WA Country Health Service employs five medical interns at Geraldton hospital to encourage country work

Geraldton Health Campus is preparing to welcome medical interns for the first time.

Five medical interns will work at the Midwest hospital and WA Country Health Service Executive Director of Medical Services Dr Andrew Jamieson said the health service would directly employ first-year, post-graduate doctors.

"This is the start of a program whereby Geraldton will be directly implicated in training doctors, right from the start of their career," he said.

"It means that the same doctors will stay at Geraldton hospital [for] a whole year.

"They will get to know the hospital, they'll get to know the community, they will put down roots hopefully in Geraldton.

"What we really want to do is make sure that our doctors who work in the country … really make that commitment to providing care to country people."

Dr Jamieson said Geraldton's hospital had recently been approved as a facility which could employ doctors from the moment they were qualified.

He said accreditation required stable medical services in areas such as emergency care, surgical, paediatric, and mental health which could ensure interns were trained well.

"As an intern, doctors are at the start of their career and there is a fair amount of supervision and career development that happens as their career develops," he said.

"Geraldton is now ideally placed to be able to provide that supervision and career development to these doctors."

He was "confident" there was adequate supervision for the interns, despite Geraldton hospital's shortage of medical and nursing staff.

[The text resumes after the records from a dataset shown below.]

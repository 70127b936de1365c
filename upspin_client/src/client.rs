//! The client orchestrator: file-level semantics over the directory and
//! store servers.
//!
//! A [`Client`] is the per-user session: it owns the config, the
//! factotum, and the caches, and is cheap to clone across worker tasks.
//! Within one file operation, blocks always reach the store before the
//! entry reaches the directory; that order is what makes the stored entry
//! pointable.

use std::sync::Arc;

use bytes::Bytes;
use tracing::debug;

use upspin_core::access;
use upspin_core::entry::{DirBlock, DirEntry, Packing, SEQ_NOT_EXIST};
use upspin_core::path::Parsed;
use upspin_core::{
    Config, Error, GroupCache, Kind, Location, PathName, Result, UserName,
};
use upspin_factotum::{Factotum, PublicKey};
use upspin_pack::{BlockPacker, BlockUnpacker, Packer as _};

use crate::bind;
use crate::store::StoreClient;

/// The per-user session: config, keys, connections, and caches.
#[derive(Clone)]
pub struct Client {
    pub(crate) config: Arc<Config>,
    pub(crate) factotum: Factotum,
    pub(crate) groups: Arc<GroupCache>,
    writer_keys: Arc<dashmap::DashMap<UserName, PublicKey>>,
    store: StoreClient,
}

impl Client {
    pub fn new(config: Config, factotum: Factotum) -> Client {
        let config = Arc::new(config);
        Client {
            groups: Arc::new(GroupCache::new(config.cache_size)),
            writer_keys: Arc::new(dashmap::DashMap::new()),
            store: StoreClient::new(config.clone()),
            factotum,
            config,
        }
    }

    pub fn config(&self) -> &Config {
        &self.config
    }

    pub fn factotum(&self) -> &Factotum {
        &self.factotum
    }

    pub fn user_name(&self) -> &UserName {
        &self.config.user_name
    }

    /// Direct store access, for reference-level tools (`getref`,
    /// `deletestorage`).
    pub fn store(&self) -> &StoreClient {
        &self.store
    }

    /// The directory server holding `user`'s tree: ours from the config,
    /// anyone else's from their key-server record.
    pub async fn dir_for(&self, user: &UserName) -> Result<Arc<dyn upspin_core::DirServer>> {
        if user == &self.config.user_name {
            return bind::dir_server(&self.config, &self.config.dir_endpoint);
        }
        let record = self.key_server()?.lookup(user).await;
        match record {
            Ok(record) if !record.dirs.is_empty() => {
                bind::dir_server(&self.config, &record.dirs[0])
            }
            // Fall back to our own directory endpoint; shared in-world
            // deployments resolve every user there.
            _ => bind::dir_server(&self.config, &self.config.dir_endpoint),
        }
    }

    /// The key server from the config.
    pub fn key_server(&self) -> Result<Arc<dyn upspin_core::KeyServer>> {
        bind::key_server(&self.config, &self.config.key_endpoint)
    }

    /// The public key that verifies entries written by `writer`.
    pub(crate) async fn writer_key(&self, writer: &UserName) -> Result<PublicKey> {
        if writer == &self.config.user_name {
            return Ok(self.factotum.public_key().clone());
        }
        if let Some(key) = self.writer_keys.get(writer) {
            return Ok(key.clone());
        }
        let record = self.key_server()?.lookup(writer).await?;
        let key = PublicKey::parse(&record.public_key)
            .map_err(|e| e.op("writerKey").msg(format!("bad public key for {writer}")))?;
        self.writer_keys.insert(writer.clone(), key.clone());
        Ok(key)
    }

    /// The packing for a new file at `name`: Access and Group files are
    /// always integrity-packed so servers can read them; everything else
    /// uses the configured packing.
    fn packing_for(&self, name: &PathName) -> Packing {
        if access::is_access_file(name) || access::is_group_file(name) {
            Packing::EeIntegrity
        } else {
            self.config.packing
        }
    }

    /// Opens `name` for reading, following links.
    pub async fn open(&self, name: &PathName) -> Result<FileReader> {
        let entry = self.lookup(name, true).await?;
        self.open_entry(entry).await
    }

    /// Opens an already-resolved entry for reading.
    pub async fn open_entry(&self, entry: DirEntry) -> Result<FileReader> {
        let op = "Open";
        if entry.is_dir() {
            return Err(Error::new(Kind::IsDir).op(op).path(entry.name.clone()));
        }
        if entry.is_incomplete() {
            return Err(Error::new(Kind::Private).op(op).path(entry.name.clone()));
        }
        let writer_key = self.writer_key(&entry.writer).await?;
        let packer = upspin_pack::lookup(entry.packing);
        let unpacker = packer
            .unpack(&self.factotum, &writer_key, &entry)
            .map_err(|e| e.op(op).path(entry.name.clone()))?;
        Ok(FileReader {
            store: self.store.clone(),
            entry,
            unpacker,
            next_block: 0,
        })
    }

    /// Reads the full contents of `name`.
    pub async fn get(&self, name: &PathName) -> Result<Vec<u8>> {
        self.open(name).await?.read_all().await
    }

    /// Starts writing a new file at `name`. The returned writer must be
    /// closed; an abandoned writer leaves no directory entry behind.
    pub async fn create(&self, name: &PathName) -> Result<FileWriter> {
        self.create_packed(name, self.packing_for(name)).await
    }

    /// Starts writing with an explicit packing. Access and Group files
    /// stay integrity-packed no matter what the caller asks for.
    pub async fn create_packed(&self, name: &PathName, packing: Packing) -> Result<FileWriter> {
        let parsed = Parsed::parse(name)?;
        let packing = if access::is_access_file(name) || access::is_group_file(name) {
            Packing::EeIntegrity
        } else {
            packing
        };
        let mut entry = DirEntry::new(parsed.path(), packing, self.config.user_name.clone());
        if self.config.prudent {
            // Careful mode: bind the put to the sequence we observed.
            match self.lookup(name, false).await {
                Ok(existing) => entry.sequence = existing.sequence,
                Err(e) if e.is(Kind::NotExist) => entry.sequence = SEQ_NOT_EXIST,
                Err(_) => {}
            }
        }
        let packer = upspin_pack::lookup(packing);
        let block_packer = packer.pack(&self.factotum, &entry)?;
        Ok(FileWriter {
            client: self.clone(),
            store_endpoint: self.config.store_endpoint.clone(),
            block_size: self.config.block_size,
            entry,
            block_packer,
            buf: Vec::new(),
            offset: 0,
        })
    }

    /// Writes `data` to `name` in one call.
    ///
    /// Writing an Access file validates the `read:all`-versus-encrypted
    /// constraint and invalidates cached Group state on Group writes.
    pub async fn put(&self, name: &PathName, data: &[u8]) -> Result<DirEntry> {
        self.put_packed(name, data, self.packing_for(name)).await
    }

    /// Writes `data` under an explicit packing; `repack` and
    /// `share -unencryptforall` rewrite files through this.
    pub async fn put_packed(
        &self,
        name: &PathName,
        data: &[u8],
        packing: Packing,
    ) -> Result<DirEntry> {
        let parsed = Parsed::parse(name)?;
        if access::is_access_file(name) {
            self.check_access_put(&parsed, data).await?;
        }
        let mut writer = self.create_packed(name, packing).await?;
        writer.write(data).await?;
        let entry = writer.close().await?;
        if access::is_group_file(name) {
            self.groups.remove(name);
        }
        Ok(entry)
    }

    /// Rejects an Access file that grants `read:all` over a directory
    /// already holding encrypted content: such a grant cannot be honoured
    /// without decryption. The tree must be repacked with `eeintegrity`
    /// first.
    async fn check_access_put(&self, parsed: &Parsed, data: &[u8]) -> Result<()> {
        let candidate = access::Access::parse(parsed.path(), data)?;
        if !candidate.has_all_users(access::Right::Read) {
            return Ok(());
        }
        let dir = parsed.dir();
        let mut pending = vec![dir.clone()];
        while let Some(d) = pending.pop() {
            let children = match self.glob(&format!("{}/*", d)).await {
                Ok(c) => c,
                Err(e) if e.is(Kind::NotExist) => continue,
                Err(e) => return Err(e),
            };
            for child in children {
                if child.is_dir() {
                    pending.push(Parsed::parse(&child.name)?);
                } else if child.packing == Packing::Ee {
                    return Err(Error::new(Kind::Invalid)
                        .op("Put")
                        .path(parsed.path())
                        .msg(format!(
                            "cannot add \"read:all\": {} is encrypted",
                            child.name
                        )));
                }
            }
        }
        Ok(())
    }

    /// Creates a directory.
    pub async fn mkdir(&self, name: &PathName) -> Result<DirEntry> {
        let parsed = Parsed::parse(name)?;
        let entry = DirEntry::new_directory(parsed.path(), self.config.user_name.clone());
        let dir = self.dir_for(parsed.user()).await?;
        dir.put(&entry).await
    }

    /// Creates a link at `link_name` pointing to `target`.
    pub async fn put_link(&self, target: &PathName, link_name: &PathName) -> Result<DirEntry> {
        let target = Parsed::parse(target)?;
        let parsed = Parsed::parse(link_name)?;
        let entry = DirEntry::new_link(
            parsed.path(),
            target.path(),
            self.config.user_name.clone(),
        );
        let dir = self.dir_for(parsed.user()).await?;
        dir.put(&entry).await
    }

    /// Removes the entry for `name`: the link itself for links, and never
    /// the underlying store blocks, which other entries may share.
    pub async fn delete(&self, name: &PathName) -> Result<DirEntry> {
        let parsed = Parsed::parse(name)?;
        let dir = self.dir_for(parsed.user()).await?;
        let removed = dir.delete(&parsed.path()).await?;
        if access::is_group_file(name) {
            self.groups.remove(name);
        }
        Ok(removed)
    }

    /// Creates a new entry at `dst` reusing `src`'s block references:
    /// one physical copy, two names. Fails with `Exist` if `dst` exists
    /// and `IsDir` if `src` is a directory.
    pub async fn put_duplicate(&self, src: &PathName, dst: &PathName) -> Result<DirEntry> {
        let op = "PutDuplicate";
        let src_entry = self.lookup(src, true).await.map_err(|e| e.op(op))?;
        if src_entry.is_dir() {
            return Err(Error::new(Kind::IsDir).op(op).path(src.clone()));
        }
        if src_entry.is_incomplete() {
            return Err(Error::new(Kind::Private).op(op).path(src.clone()));
        }
        let parsed_dst = Parsed::parse(dst)?;
        // The signed name, writer, and packdata travel unchanged: the
        // original writer's signature still covers the blocks.
        let mut dup = src_entry;
        dup.name = parsed_dst.path();
        dup.sequence = SEQ_NOT_EXIST;
        let dir = self.dir_for(parsed_dst.user()).await?;
        dir.put(&dup).await.map_err(|e| e.op(op))
    }

    /// Renames a regular file within the namespace. Fails with `IsDir`
    /// on directories and `Exist` if `to` exists.
    pub async fn rename(&self, from: &PathName, to: &PathName) -> Result<DirEntry> {
        let op = "Rename";
        let moved = self.put_duplicate(from, to).await.map_err(|e| e.op(op))?;
        self.delete(from).await.map_err(|e| e.op(op))?;
        Ok(moved)
    }

    /// Requests a snapshot of this user's tree.
    pub async fn take_snapshot(&self) -> Result<()> {
        let parsed = upspin_core::user::parse(self.config.user_name.as_str())?;
        let snapshot_user = parsed.with_suffix(upspin_core::user::SNAPSHOT_SUFFIX);
        let name = PathName::from(format!("{snapshot_user}/TakeSnapshot"));
        let entry = DirEntry::new(name, Packing::Plain, self.config.user_name.clone());
        let dir = self.dir_for(&snapshot_user).await?;
        dir.put(&entry).await?;
        Ok(())
    }
}

/// Streams a file's blocks in order, fetching and unpacking on demand.
pub struct FileReader {
    store: StoreClient,
    entry: DirEntry,
    unpacker: Box<dyn BlockUnpacker>,
    next_block: usize,
}

impl FileReader {
    pub fn entry(&self) -> &DirEntry {
        &self.entry
    }

    /// The next cleartext block, or `None` at end of file.
    pub async fn read_block(&mut self) -> Result<Option<Bytes>> {
        let Some(block) = self.entry.blocks.get(self.next_block) else {
            return Ok(None);
        };
        let ciphertext = self.store.get(&block.location).await?;
        let cleartext = self
            .unpacker
            .unpack(&ciphertext, block)
            .map_err(|e| e.path(self.entry.name.clone()))?;
        self.next_block += 1;
        Ok(Some(cleartext))
    }

    pub async fn read_all(&mut self) -> Result<Vec<u8>> {
        let mut out = Vec::new();
        while let Some(chunk) = self.read_block().await? {
            out.extend_from_slice(&chunk);
        }
        Ok(out)
    }
}

/// Accumulates writes into packed blocks. Close finalises the entry's
/// signature and records it in the directory; every successful create must
/// end in exactly one `close`.
pub struct FileWriter {
    client: Client,
    store_endpoint: upspin_core::Endpoint,
    block_size: usize,
    entry: DirEntry,
    block_packer: Box<dyn BlockPacker>,
    buf: Vec<u8>,
    offset: u64,
}

impl FileWriter {
    pub async fn write(&mut self, data: &[u8]) -> Result<()> {
        self.buf.extend_from_slice(data);
        while self.buf.len() >= self.block_size {
            let chunk: Vec<u8> = self.buf.drain(..self.block_size).collect();
            self.flush_block(&chunk).await?;
        }
        Ok(())
    }

    async fn flush_block(&mut self, cleartext: &[u8]) -> Result<()> {
        let (ciphertext, packdata) = self
            .block_packer
            .pack(cleartext)
            .map_err(|e| e.path(self.entry.name.clone()))?;
        let reference = self
            .client
            .store()
            .put(&self.store_endpoint, ciphertext)
            .await?;
        self.entry.blocks.push(DirBlock {
            location: Location {
                endpoint: self.store_endpoint.clone(),
                reference,
            },
            offset: self.offset,
            size: cleartext.len() as u64,
            packdata,
        });
        self.offset += cleartext.len() as u64;
        Ok(())
    }

    /// Flushes the tail, signs the entry, and records it in the
    /// directory. Blocks are already in the store by the time the entry
    /// becomes visible.
    pub async fn close(mut self) -> Result<DirEntry> {
        if !self.buf.is_empty() {
            let chunk = std::mem::take(&mut self.buf);
            self.flush_block(&chunk).await?;
        }
        let packer = self.block_packer;
        let mut entry = self.entry;
        packer
            .close(&mut entry)
            .map_err(|e| e.path(entry.name.clone()))?;
        let parsed = Parsed::parse(&entry.name)?;
        let dir = self.client.dir_for(parsed.user()).await?;
        let stored = dir.put(&entry).await?;
        debug!("wrote {} ({} blocks)", stored.name, stored.blocks.len());
        Ok(stored)
    }
}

"Geraldton hospital has worked particularly hard to make sure that they have got the right balance of medical staffing," he said.

Hope to fill doctor shortage

Dr Jamieson said the intern program was intended to help regions gain doctors trained in country work.

"Having the interns on board is the start of a process that we like to call 'growing our own', instead of relying on doctors being processed through the big hospitals in Perth."

He said it was a step towards filling the doctor shortage gaps in regional and rural areas.

"The [Rural Clinical School of WA] has demonstrated success that when students do their training in the country they tend to return to the country to work," he said.

"Doctors who do their internship and work as perhaps more junior doctors, generally, in our hospitals tend to put down roots in communities.

"It is invigorating for the whole health service to have these young doctors working with us."